**Task prompt**
Below are the records; copy every line in them that holds the string "Result".

[Saved entries]
Start of Block

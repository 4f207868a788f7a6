//! Core types for the rollcall attendance ledger.
//!
//! This crate carries no database or codec dependencies. All other crates
//! in the workspace depend on it.

pub mod entity;
pub mod error;
pub mod text;
pub mod validate;

pub use entity::{
  Backup, JournalRecord, MissedHours, StudentRecord, compose_date, parse_date,
};
pub use error::{Error, Result};
//! Error type for `rollcall-transfer`.

use thiserror::Error;

#[derive(Debug, Error)]
pub enum Error {
  #[error("file error: {0}")]
  Io(#[from] std::io::Error),

  #[error(
    "could not determine the file format; supported: .json, .xml, .pkl, .msgpack"
  )]
  UnknownFormat,

  #[error("decode error: {0}")]
  Codec(#[from] rollcall_codec::Error),

  #[error("store error: {0}")]
  Store(#[from] rollcall_store_sqlite::Error),

  /// A payload that decoded but cannot be interpreted (e.g. non-UTF-8 text).
  #[error("malformed payload: {0}")]
  Malformed(String),
}

pub type Result<T, E = Error> = std::result::Result<T, E>;
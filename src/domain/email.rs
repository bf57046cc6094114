//! Email message and provider configuration types

use serde::{Deserialize, Serialize};
use validator::Validate;

/// SMTP configuration for email sending
///
/// Used for both the primary relay and the sandbox relay; the two differ
/// only in host and credential source.
#[derive(Debug, Clone, Serialize, Deserialize, PartialEq, Validate)]
pub struct SmtpConfig {
    /// SMTP server host
    #[validate(length(min = 1, max = 255))]
    pub host: String,

    /// SMTP server port (typically 587 for STARTTLS, 465 for SSL)
    pub port: u16,

    /// Username for authentication (optional)
    pub username: Option<String>,

    /// Password for authentication
    pub password: Option<String>,

    /// Use STARTTLS encryption
    #[serde(default = "default_true")]
    pub use_tls: bool,

    /// From email address
    #[validate(email)]
    pub from_email: String,

    /// From name (optional)
    pub from_name: Option<String>,
}

/// Resend transactional API configuration
#[derive(Debug, Clone, Serialize, Deserialize, PartialEq, Validate)]
pub struct ResendConfig {
    /// API key (Bearer token)
    #[validate(length(min = 1))]
    pub api_key: String,

    /// From email address (must belong to a verified sending domain)
    #[validate(email)]
    pub from_email: String,

    /// From name (optional)
    pub from_name: Option<String>,

    /// API base URL; overridable so tests can point at a local server
    #[serde(default = "default_resend_base_url")]
    pub base_url: String,
}

fn default_true() -> bool {
    true
}

fn default_resend_base_url() -> String {
    "https://api.resend.com".to_string()
}

/// Email address with optional display name
#[derive(Debug, Clone)]
pub struct EmailAddress {
    pub email: String,
    pub name: Option<String>,
}

impl EmailAddress {
    pub fn new(email: impl Into<String>) -> Self {
        Self {
            email: email.into(),
            name: None,
        }
    }

    pub fn with_name(email: impl Into<String>, name: impl Into<String>) -> Self {
        Self {
            email: email.into(),
            name: Some(name.into()),
        }
    }

    /// Render as an RFC 5322 mailbox string
    pub fn to_mailbox_string(&self) -> String {
        match &self.name {
            Some(name) => format!("{} <{}>", name, self.email),
            None => self.email.clone(),
        }
    }
}

/// Email message to be delivered
///
/// Built by the caller; providers never mutate it.
#[derive(Debug, Clone)]
pub struct EmailMessage {
    pub to: EmailAddress,
    pub subject: String,
    pub text_body: String,
    pub html_body: Option<String>,
}

impl EmailMessage {
    pub fn new(to: EmailAddress, subject: impl Into<String>, text_body: impl Into<String>) -> Self {
        Self {
            to,
            subject: subject.into(),
            text_body: text_body.into(),
            html_body: None,
        }
    }

    pub fn with_html_body(mut self, html_body: impl Into<String>) -> Self {
        self.html_body = Some(html_body.into());
        self
    }

    /// HTML body if present, otherwise the plain-text body
    pub fn html_or_text(&self) -> &str {
        self.html_body.as_deref().unwrap_or(&self.text_body)
    }
}
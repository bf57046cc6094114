//! Verimail - OTP issuance and fallback email delivery
//!
//! This crate provides the verification-code subsystem of a registration
//! flow: it issues 6-digit one-time passcodes and delivers them through an
//! ordered chain of email providers, falling back to the next provider
//! until one accepts the message.

pub mod config;
pub mod domain;
pub mod email;
pub mod error;
pub mod service;

// Re-export commonly used types
pub use config::Config;
pub use domain::{DeliveryAttempt, DeliveryReport, EmailAddress, EmailMessage, VerificationCode};
pub use error::{AppError, Result};
pub use service::{DeliveryService, VerificationOutcome, VerificationService};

End of Block

**Problem solution**
pub use error::{Error, Result};
pub type Result<T, E = Error> = std::result::Result<T, E>;
pub use error::{AppError, Result};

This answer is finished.